You should precompute the term in userchk, store the result in
a common block, and then dereference in userq.   Expanding on 
Josh's suggestion below you would have something like

c-----------------------------------------------------------------------
       subroutine userchk
       :
       :

       common /mydiv/ divcv(lx1,ly1,lz1,lelt)
       common /scrns/ dcv1dx(lx1,ly1,lz1,lelt)
                    , dcv2dy(lx1,ly1,lz1,lelt)
                    , dcv3dz(lx1,ly1,lz1,lelt)
                    , work1 (lx1,ly1,lz1,lelt)
                    , work2 (lx1,ly1,lz1,lelt)

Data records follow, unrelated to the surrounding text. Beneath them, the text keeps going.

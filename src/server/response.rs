use axum::{
    Json,
    http::StatusCode,
    response::{IntoResponse, Response},
};
use serde::{Deserialize, Serialize};
use serde_json::json;

use crate::error::Error;

/// Standard API response wrapper
#[derive(Debug, Serialize)]
pub struct ApiResponse<T: Serialize> {
    pub data: Option<T>,
    pub error: Option<String>,
}

impl<T: Serialize> ApiResponse<T> {
    #[must_use]
    pub fn success(data: T) -> Self {
        Self {
            data: Some(data),
            error: None,
        }
    }

    #[must_use]
    pub fn error(message: impl Into<String>) -> ApiResponse<()> {
        ApiResponse {
            data: None,
            error: Some(message.into()),
        }
    }
}

pub const DEFAULT_PAGE_SIZE: i64 = 20;
pub const MAX_PAGE_SIZE: i64 = 500;

#[derive(Debug, Clone, Copy, Deserialize)]
pub struct PaginationParams {
    pub page: Option<i64>,
    pub page_size: Option<i64>,
}

impl PaginationParams {
    /// 1-based page and a page size clamped to `1..=MAX_PAGE_SIZE`.
    #[must_use]
    pub fn resolve(&self) -> (i64, i64) {
        let page = self.page.unwrap_or(1).max(1);
        let page_size = self
            .page_size
            .unwrap_or(DEFAULT_PAGE_SIZE)
            .clamp(1, MAX_PAGE_SIZE);
        (page, page_size)
    }
}

/// Paginated response for list endpoints
#[derive(Debug, Serialize)]
pub struct PaginatedResponse<T: Serialize> {
    pub data: Vec<T>,
    pub total: i64,
    pub page: i64,
    pub page_size: i64,
    pub total_pages: i64,
}

impl<T: Serialize> PaginatedResponse<T> {
    #[must_use]
    pub fn new(data: Vec<T>, total: i64, page: i64, page_size: i64) -> Self {
        let total_pages = if total == 0 {
            0
        } else {
            (total + page_size - 1) / page_size
        };
        Self {
            data,
            total,
            page,
            page_size,
            total_pages,
        }
    }
}

/// API error that converts to a proper HTTP response
#[derive(Debug)]
pub struct ApiError {
    pub status: StatusCode,
    pub message: String,
}

impl ApiError {
    #[must_use]
    pub fn bad_request(message: impl Into<String>) -> Self {
        Self {
            status: StatusCode::BAD_REQUEST,
            message: message.into(),
        }
    }

    #[must_use]
    pub fn unauthorized(message: impl Into<String>) -> Self {
        Self {
            status: StatusCode::UNAUTHORIZED,
            message: message.into(),
        }
    }

    #[must_use]
    pub fn not_found(message: impl Into<String>) -> Self {
        Self {
            status: StatusCode::NOT_FOUND,
            message: message.into(),
        }
    }

    #[must_use]
    pub fn conflict(message: impl Into<String>) -> Self {
        Self {
            status: StatusCode::CONFLICT,
            message: message.into(),
        }
    }

    #[must_use]
    pub fn forbidden(message: impl Into<String>) -> Self {
        Self {
            status: StatusCode::FORBIDDEN,
            message: message.into(),
        }
    }

    #[must_use]
    pub fn internal(message: impl Into<String>) -> Self {
        Self {
            status: StatusCode::INTERNAL_SERVER_ERROR,
            message: message.into(),
        }
    }
}

impl From<Error> for ApiError {
    fn from(e: Error) -> Self {
        match e {
            Error::Validation(msg) => Self::bad_request(msg),
            Error::InvalidTokenFormat => Self::bad_request("invalid token format"),
            Error::Unauthorized => Self::unauthorized("invalid credentials"),
            Error::TokenExpired => Self::unauthorized("token expired"),
            Error::Forbidden(msg) => Self::forbidden(msg),
            Error::NotFound => Self::not_found("not found"),
            Error::AlreadyExists => Self::conflict("already exists"),
            Error::AgentUnavailable(msg) => Self {
                status: StatusCode::SERVICE_UNAVAILABLE,
                message: format!("agent unavailable: {msg}"),
            },
            Error::AgentError { status: 404, .. } => Self::not_found("not found on agent"),
            Error::AgentError { status, body } => Self {
                status: StatusCode::BAD_GATEWAY,
                message: format!("agent returned status {status}: {body}"),
            },
            Error::AgentProtocol(msg) => Self {
                status: StatusCode::BAD_GATEWAY,
                message: msg,
            },
            other => {
                tracing::error!(error = %other, "request failed");
                Self::internal("internal server error")
            }
        }
    }
}

impl IntoResponse for ApiError {
    fn into_response(self) -> Response {
        let body = json!({ "data": null, "error": self.message });
        (self.status, Json(body)).into_response()
    }
}

/// Extension for Option types from store operations.
pub trait StoreOptionExt<T> {
    fn or_not_found(self, message: &'static str) -> Result<T, ApiError>;
}

impl<T> StoreOptionExt<T> for Option<T> {
    fn or_not_found(self, message: &'static str) -> Result<T, ApiError> {
        self.ok_or_else(|| ApiError::not_found(message))
    }
}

         then his calls... be sure to define n

       return
       end
c-----------------------------------------------------------------------
       subroutine userq  (ix,iy,iz,eg)
       include 'SIZE'
       include 'TOTAL'
       include 'NEKUSE'

       common /mydiv/ divcv(lx1,ly1,lz1,lelt)

       integer e,f,eg
       e = gllel(eg)

       qvol = divcv(ix,iy,iz,e)  Be sure to check the sign of this term

       return
       end
c-----------------------------------------------------------------------

It's not a priori clear that you need to dealias this term.
Dealiasing is needed in certain circumstance for stability -- it
does not materially affect accuracy.  Without further context
I cannot tell you whether you need to dealias or not.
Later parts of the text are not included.